Oaklands Wolves have been forced to postpone their WBBL opener after it emerged their imports would have to sit out.

It means their trip to Caledonia Pride, scheduled for Sunday, will be postponed to later in the season with the Edinburgh outfit now also handed a delay to the start of their own 2020-21 campaign.

Covid-related, but not due to positive tests.

Despite booking travel, it was confirmed on New Year’s Eve that the Hertfordshire outfit’s five overseas players, all newly-arrived in the UK, were effectively barred from travelling to Scotland by quarantine rules which do not offer the same exemptions to professional sportspeople north of the border to immediately compete as they do in England.

“We had the numbers,” confirmed Wolves coach Lee Ryan. “Covid regulations in Scotland do not allow English teams to play their players that have exemptions. So we were without our five international players.

“We were all ready to go following all our rules correctly and then told we can’t.”

The rule differences across the border also means BBL teams bringing in players from overseas will not be able to have them travel for games at Glasgow Rocks until they have served a ten-day self-isolation period within the UK.
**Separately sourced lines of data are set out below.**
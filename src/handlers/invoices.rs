use axum::{
    extract::{rejection::JsonRejection, Path, State},
    http::StatusCode,
    Json,
};
use uuid::Uuid;

use super::common::{created, json_body};
use crate::{
    auth::AuthUser,
    errors::ServiceError,
    models::InvoiceRecord,
    services::invoices::{CreateInvoiceRequest, UpdateInvoiceRequest},
    ApiResponse, ApiResult, AppState,
};

#[utoipa::path(
    get,
    path = "/api/v1/sites/{id}/invoices",
    summary = "List invoices",
    params(("id" = Uuid, Path, description = "Site ID")),
    responses(
        (status = 200, description = "Invoices retrieved successfully", body = ApiResponse<Vec<InvoiceRecord>>),
        (status = 401, description = "Unauthorized", body = crate::errors::ErrorResponse),
        (status = 403, description = "Site not assigned to caller", body = crate::errors::ErrorResponse),
        (status = 404, description = "Site not found", body = crate::errors::ErrorResponse)
    ),
    security(("Bearer" = [])),
    tag = "Invoices"
)]
pub async fn list_invoices(
    State(state): State<AppState>,
    auth_user: AuthUser,
    Path(site_id): Path<Uuid>,
) -> ApiResult<Vec<InvoiceRecord>> {
    let rows = state.services.invoices.list_for_site(&auth_user, site_id).await?;
    Ok(Json(ApiResponse::success(rows)))
}

#[utoipa::path(
    post,
    path = "/api/v1/sites/{id}/invoices",
    summary = "Create invoice",
    description = "Create a site invoice. Only invoices paid by the supervisor count against the site balance",
    params(("id" = Uuid, Path, description = "Site ID")),
    request_body = CreateInvoiceRequest,
    responses(
        (status = 201, description = "Invoice created successfully", body = ApiResponse<InvoiceRecord>),
        (status = 400, description = "Invalid request data", body = crate::errors::ErrorResponse),
        (status = 401, description = "Unauthorized", body = crate::errors::ErrorResponse),
        (status = 403, description = "Site not assigned to caller", body = crate::errors::ErrorResponse),
        (status = 404, description = "Site not found", body = crate::errors::ErrorResponse)
    ),
    security(("Bearer" = [])),
    tag = "Invoices"
)]
pub async fn create_invoice(
    State(state): State<AppState>,
    auth_user: AuthUser,
    Path(site_id): Path<Uuid>,
    payload: Result<Json<CreateInvoiceRequest>, JsonRejection>,
) -> Result<(StatusCode, Json<ApiResponse<InvoiceRecord>>), ServiceError> {
    let request = json_body(payload)?;
    let record = state
        .services
        .invoices
        .create(&auth_user, site_id, request)
        .await?;
    Ok(created(record))
}

#[utoipa::path(
    put,
    path = "/api/v1/invoices/{id}",
    summary = "Update invoice",
    params(("id" = Uuid, Path, description = "Invoice ID")),
    request_body = UpdateInvoiceRequest,
    responses(
        (status = 200, description = "Invoice updated successfully", body = ApiResponse<InvoiceRecord>),
        (status = 400, description = "Invalid request data", body = crate::errors::ErrorResponse),
        (status = 401, description = "Unauthorized", body = crate::errors::ErrorResponse),
        (status = 403, description = "Site not assigned to caller", body = crate::errors::ErrorResponse),
        (status = 404, description = "Invoice not found", body = crate::errors::ErrorResponse)
    ),
    security(("Bearer" = [])),
    tag = "Invoices"
)]
pub async fn update_invoice(
    State(state): State<AppState>,
    auth_user: AuthUser,
    Path(id): Path<Uuid>,
    payload: Result<Json<UpdateInvoiceRequest>, JsonRejection>,
) -> ApiResult<InvoiceRecord> {
    let request = json_body(payload)?;
    let record = state.services.invoices.update(&auth_user, id, request).await?;
    Ok(Json(ApiResponse::success(record)))
}
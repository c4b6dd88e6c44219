use axum::{
    extract::{rejection::JsonRejection, Path, State},
    http::StatusCode,
    Json,
};
use uuid::Uuid;

use super::common::{created, json_body};
use crate::{
    auth::AuthUser,
    errors::ServiceError,
    models::ExpenseRecord,
    services::expenses::{CreateExpenseRequest, UpdateExpenseRequest},
    ApiResponse, ApiResult, AppState,
};

#[utoipa::path(
    get,
    path = "/api/v1/sites/{id}/expenses",
    summary = "List expenses",
    params(("id" = Uuid, Path, description = "Site ID")),
    responses(
        (status = 200, description = "Expenses retrieved successfully", body = ApiResponse<Vec<ExpenseRecord>>),
        (status = 401, description = "Unauthorized", body = crate::errors::ErrorResponse),
        (status = 403, description = "Site not assigned to caller", body = crate::errors::ErrorResponse),
        (status = 404, description = "Site not found", body = crate::errors::ErrorResponse)
    ),
    security(("Bearer" = [])),
    tag = "Expenses"
)]
pub async fn list_expenses(
    State(state): State<AppState>,
    auth_user: AuthUser,
    Path(site_id): Path<Uuid>,
) -> ApiResult<Vec<ExpenseRecord>> {
    let rows = state.services.expenses.list_for_site(&auth_user, site_id).await?;
    Ok(Json(ApiResponse::success(rows)))
}

#[utoipa::path(
    post,
    path = "/api/v1/sites/{id}/expenses",
    summary = "Create expense",
    params(("id" = Uuid, Path, description = "Site ID")),
    request_body = CreateExpenseRequest,
    responses(
        (status = 201, description = "Expense created successfully", body = ApiResponse<ExpenseRecord>),
        (status = 400, description = "Invalid request data", body = crate::errors::ErrorResponse),
        (status = 401, description = "Unauthorized", body = crate::errors::ErrorResponse),
        (status = 403, description = "Site not assigned to caller", body = crate::errors::ErrorResponse),
        (status = 404, description = "Site not found", body = crate::errors::ErrorResponse)
    ),
    security(("Bearer" = [])),
    tag = "Expenses"
)]
pub async fn create_expense(
    State(state): State<AppState>,
    auth_user: AuthUser,
    Path(site_id): Path<Uuid>,
    payload: Result<Json<CreateExpenseRequest>, JsonRejection>,
) -> Result<(StatusCode, Json<ApiResponse<ExpenseRecord>>), ServiceError> {
    let request = json_body(payload)?;
    let record = state
        .services
        .expenses
        .create(&auth_user, site_id, request)
        .await?;
    Ok(created(record))
}

#[utoipa::path(
    put,
    path = "/api/v1/expenses/{id}",
    summary = "Update expense",
    params(("id" = Uuid, Path, description = "Expense ID")),
    request_body = UpdateExpenseRequest,
    responses(
        (status = 200, description = "Expense updated successfully", body = ApiResponse<ExpenseRecord>),
        (status = 400, description = "Invalid request data", body = crate::errors::ErrorResponse),
        (status = 401, description = "Unauthorized", body = crate::errors::ErrorResponse),
        (status = 403, description = "Site not assigned to caller", body = crate::errors::ErrorResponse),
        (status = 404, description = "Expense not found", body = crate::errors::ErrorResponse)
    ),
    security(("Bearer" = [])),
    tag = "Expenses"
)]
pub async fn update_expense(
    State(state): State<AppState>,
    auth_user: AuthUser,
    Path(id): Path<Uuid>,
    payload: Result<Json<UpdateExpenseRequest>, JsonRejection>,
) -> ApiResult<ExpenseRecord> {
    let request = json_body(payload)?;
    let record = state.services.expenses.update(&auth_user, id, request).await?;
    Ok(Json(ApiResponse::success(record)))
}
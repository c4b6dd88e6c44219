use axum::{
    extract::{rejection::JsonRejection, Path, State},
    http::StatusCode,
    Json,
};
use uuid::Uuid;

use super::common::{created, json_body};
use crate::{
    auth::AuthUser,
    errors::ServiceError,
    models::SiteRecord,
    services::{
        balance::SiteSummary,
        sites::{CreateSiteRequest, UpdateSiteRequest},
    },
    ApiResponse, ApiResult, AppState,
};

#[utoipa::path(
    get,
    path = "/api/v1/sites",
    summary = "List sites",
    description = "All sites for admins; supervisors only see the sites assigned to them",
    responses(
        (status = 200, description = "Sites retrieved successfully", body = ApiResponse<Vec<SiteRecord>>,
            headers(("X-Request-Id" = String, description = "Unique request id"))
        ),
        (status = 401, description = "Unauthorized", body = crate::errors::ErrorResponse),
        (status = 403, description = "Forbidden", body = crate::errors::ErrorResponse),
        (status = 500, description = "Backend error", body = crate::errors::ErrorResponse)
    ),
    security(("Bearer" = [])),
    tag = "Sites"
)]
pub async fn list_sites(
    State(state): State<AppState>,
    auth_user: AuthUser,
) -> ApiResult<Vec<SiteRecord>> {
    let sites = state.services.sites.list_visible(&auth_user).await?;
    Ok(Json(ApiResponse::success(sites)))
}

#[utoipa::path(
    post,
    path = "/api/v1/sites",
    summary = "Create site",
    description = "Create a site. Funds always start at zero",
    request_body = CreateSiteRequest,
    responses(
        (status = 201, description = "Site created successfully", body = ApiResponse<SiteRecord>),
        (status = 400, description = "Invalid request data", body = crate::errors::ErrorResponse),
        (status = 401, description = "Unauthorized", body = crate::errors::ErrorResponse),
        (status = 403, description = "Forbidden", body = crate::errors::ErrorResponse),
        (status = 409, description = "A site with this name already exists", body = crate::errors::ErrorResponse)
    ),
    security(("Bearer" = [])),
    tag = "Sites"
)]
pub async fn create_site(
    State(state): State<AppState>,
    auth_user: AuthUser,
    payload: Result<Json<CreateSiteRequest>, JsonRejection>,
) -> Result<(StatusCode, Json<ApiResponse<SiteRecord>>), ServiceError> {
    let request = json_body(payload)?;
    let site = state.services.sites.create(&auth_user, request).await?;
    Ok(created(site))
}

#[utoipa::path(
    get,
    path = "/api/v1/sites/{id}",
    summary = "Get site",
    params(("id" = Uuid, Path, description = "Site ID")),
    responses(
        (status = 200, description = "Site retrieved successfully", body = ApiResponse<SiteRecord>),
        (status = 401, description = "Unauthorized", body = crate::errors::ErrorResponse),
        (status = 403, description = "Site not assigned to caller", body = crate::errors::ErrorResponse),
        (status = 404, description = "Site not found", body = crate::errors::ErrorResponse)
    ),
    security(("Bearer" = [])),
    tag = "Sites"
)]
pub async fn get_site(
    State(state): State<AppState>,
    auth_user: AuthUser,
    Path(id): Path<Uuid>,
) -> ApiResult<SiteRecord> {
    let site = state.services.sites.get(&auth_user, id).await?;
    Ok(Json(ApiResponse::success(site)))
}

#[utoipa::path(
    put,
    path = "/api/v1/sites/{id}",
    summary = "Update site",
    description = "Update site details. The funds total cannot be set here",
    params(("id" = Uuid, Path, description = "Site ID")),
    request_body = UpdateSiteRequest,
    responses(
        (status = 200, description = "Site updated successfully", body = ApiResponse<SiteRecord>),
        (status = 400, description = "Invalid request data", body = crate::errors::ErrorResponse),
        (status = 401, description = "Unauthorized", body = crate::errors::ErrorResponse),
        (status = 403, description = "Forbidden", body = crate::errors::ErrorResponse),
        (status = 404, description = "Site not found", body = crate::errors::ErrorResponse),
        (status = 409, description = "A site with this name already exists", body = crate::errors::ErrorResponse)
    ),
    security(("Bearer" = [])),
    tag = "Sites"
)]
pub async fn update_site(
    State(state): State<AppState>,
    Path(id): Path<Uuid>,
    payload: Result<Json<UpdateSiteRequest>, JsonRejection>,
) -> ApiResult<SiteRecord> {
    let request = json_body(payload)?;
    let site = state.services.sites.update(id, request).await?;
    Ok(Json(ApiResponse::success(site)))
}

#[utoipa::path(
    get,
    path = "/api/v1/sites/{id}/summary",
    summary = "Site summary",
    description = "Aggregated expenses, advances, worker debits, funds received, invoices and balance",
    params(("id" = Uuid, Path, description = "Site ID")),
    responses(
        (status = 200, description = "Summary computed", body = ApiResponse<SiteSummary>),
        (status = 401, description = "Unauthorized", body = crate::errors::ErrorResponse),
        (status = 403, description = "Site not assigned to caller", body = crate::errors::ErrorResponse),
        (status = 500, description = "Backend error", body = crate::errors::ErrorResponse)
    ),
    security(("Bearer" = [])),
    tag = "Sites"
)]
pub async fn get_site_summary(
    State(state): State<AppState>,
    auth_user: AuthUser,
    Path(id): Path<Uuid>,
) -> ApiResult<SiteSummary> {
    let summary = state.services.sites.summary(&auth_user, id).await?;
    Ok(Json(ApiResponse::success(summary)))
}

#[utoipa::path(
    post,
    path = "/api/v1/sites/{id}/recompute-funds",
    summary = "Recompute site funds",
    description = "Reset the running funds total to the sum of the site's funds received rows",
    params(("id" = Uuid, Path, description = "Site ID")),
    responses(
        (status = 200, description = "Funds recomputed", body = ApiResponse<SiteRecord>),
        (status = 401, description = "Unauthorized", body = crate::errors::ErrorResponse),
        (status = 403, description = "Forbidden", body = crate::errors::ErrorResponse),
        (status = 404, description = "Site not found", body = crate::errors::ErrorResponse)
    ),
    security(("Bearer" = [])),
    tag = "Sites"
)]
pub async fn recompute_site_funds(
    State(state): State<AppState>,
    Path(id): Path<Uuid>,
) -> ApiResult<SiteRecord> {
    let site = state.services.sites.recompute_funds(id).await?;
    Ok(Json(ApiResponse::with_message(site, "Funds recomputed from funds received")))
}
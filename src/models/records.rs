//! camelCase view records returned by the API. Nullable text columns are
//! flattened through [`text_or_default`] so clients never see `null` there.

use chrono::{DateTime, NaiveDate, Utc};
use rust_decimal::Decimal;
use serde::{Deserialize, Serialize};
use utoipa::ToSchema;
use uuid::Uuid;

use super::coerce::text_or_default;
use super::purpose::AdvancePurpose;
use crate::entities::{
    advance::{self, RecipientType},
    expense, funds_received,
    site::{self, SiteStatus},
    site_invoice::{self, InvoiceStatus, PaymentBy},
};

#[derive(Debug, Clone, PartialEq, Serialize, Deserialize, ToSchema)]
#[serde(rename_all = "camelCase")]
pub struct SiteRecord {
    pub id: Uuid,
    pub name: String,
    pub location: String,
    pub status: SiteStatus,
    /// Running total of funds received
    pub funds: Decimal,
    pub supervisor_id: Option<Uuid>,
    pub start_date: Option<NaiveDate>,
    pub remarks: String,
    pub created_at: DateTime<Utc>,
    pub created_by: Uuid,
}

impl From<site::Model> for SiteRecord {
    fn from(model: site::Model) -> Self {
        Self {
            id: model.id,
            name: model.name,
            location: model.location,
            status: model.status,
            funds: model.funds,
            supervisor_id: model.supervisor_id,
            start_date: model.start_date,
            remarks: text_or_default(model.remarks),
            created_at: model.created_at,
            created_by: model.created_by,
        }
    }
}

#[derive(Debug, Clone, PartialEq, Serialize, Deserialize, ToSchema)]
#[serde(rename_all = "camelCase")]
pub struct ExpenseRecord {
    pub id: Uuid,
    pub site_id: Uuid,
    pub category: String,
    pub description: String,
    pub amount: Decimal,
    pub expense_date: NaiveDate,
    pub remarks: String,
    pub created_at: DateTime<Utc>,
    pub created_by: Uuid,
}

impl From<expense::Model> for ExpenseRecord {
    fn from(model: expense::Model) -> Self {
        Self {
            id: model.id,
            site_id: model.site_id,
            category: model.category,
            description: text_or_default(model.description),
            amount: model.amount,
            expense_date: model.expense_date,
            remarks: text_or_default(model.remarks),
            created_at: model.created_at,
            created_by: model.created_by,
        }
    }
}

#[derive(Debug, Clone, PartialEq, Serialize, Deserialize, ToSchema)]
#[serde(rename_all = "camelCase")]
pub struct AdvanceRecord {
    pub id: Uuid,
    pub site_id: Uuid,
    pub recipient_type: RecipientType,
    pub recipient_name: String,
    pub amount: Decimal,
    /// Purpose code, e.g. `ADVANCE`, `SAFETY_SHOES`, `TOOLS`, `OTHER`
    #[schema(value_type = String, example = "TOOLS")]
    pub purpose: AdvancePurpose,
    pub advance_date: NaiveDate,
    pub remarks: String,
    pub created_at: DateTime<Utc>,
    pub created_by: Uuid,
}

impl From<advance::Model> for AdvanceRecord {
    fn from(model: advance::Model) -> Self {
        Self {
            id: model.id,
            site_id: model.site_id,
            recipient_type: model.recipient_type,
            recipient_name: model.recipient_name,
            amount: model.amount,
            purpose: AdvancePurpose::from_code(&model.purpose),
            advance_date: model.advance_date,
            remarks: text_or_default(model.remarks),
            created_at: model.created_at,
            created_by: model.created_by,
        }
    }
}

#[derive(Debug, Clone, PartialEq, Serialize, Deserialize, ToSchema)]
#[serde(rename_all = "camelCase")]
pub struct FundsReceivedRecord {
    pub id: Uuid,
    pub site_id: Uuid,
    pub amount: Decimal,
    pub received_date: NaiveDate,
    pub method: String,
    pub reference: String,
    pub remarks: String,
    pub created_at: DateTime<Utc>,
    pub created_by: Uuid,
}

impl From<funds_received::Model> for FundsReceivedRecord {
    fn from(model: funds_received::Model) -> Self {
        Self {
            id: model.id,
            site_id: model.site_id,
            amount: model.amount,
            received_date: model.received_date,
            method: text_or_default(model.method),
            reference: text_or_default(model.reference),
            remarks: text_or_default(model.remarks),
            created_at: model.created_at,
            created_by: model.created_by,
        }
    }
}

#[derive(Debug, Clone, PartialEq, Serialize, Deserialize, ToSchema)]
#[serde(rename_all = "camelCase")]
pub struct InvoiceRecord {
    pub id: Uuid,
    pub site_id: Uuid,
    pub vendor_name: String,
    pub invoice_number: String,
    pub invoice_date: NaiveDate,
    pub net_amount: Decimal,
    pub payment_by: PaymentBy,
    pub status: InvoiceStatus,
    pub remarks: String,
    pub created_at: DateTime<Utc>,
    pub created_by: Uuid,
}

impl From<site_invoice::Model> for InvoiceRecord {
    fn from(model: site_invoice::Model) -> Self {
        Self {
            id: model.id,
            site_id: model.site_id,
            vendor_name: model.vendor_name,
            invoice_number: model.invoice_number,
            invoice_date: model.invoice_date,
            net_amount: model.net_amount,
            payment_by: model.payment_by,
            status: model.status,
            remarks: text_or_default(model.remarks),
            created_at: model.created_at,
            created_by: model.created_by,
        }
    }
}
While earlier this week, Scottish League champions Falkirk Fury were forced to turn down a glamour clash against one of the giants of the British Basketball League due to lockdown rules.

The amateurs had won a wild card invite into the BBL Trophy with the potential of a David against Goliath clash on the table.

But Sportscotland effectively barred the Fury from taking up their place on the grounds it is not an elite club, even though England’s non-league teams south of the border were given an exemption from Covid rules to train and play games against professional opponents.

And with doubts over whether they could even travel south of the border for an away tie, pulling out was the only option, coach John Bunyan admitted.

“Given the nature of the opposition and having had no meaningful training, that left us with no choice but to withdraw,” he said. “I believe there could have been a lot more dialogue back in September surrounding our training options and in turn our participation.

“It’s disappointing not just for Fury, but for the grassroots side of Scottish basketball, that participation in this event is now limited to one Scottish club.”

With the Scottish League’s 2020-21 campaign wiped out, Basketball Scotland have guaranteed that Falkirk can take up a spot in the following season’s Trophy.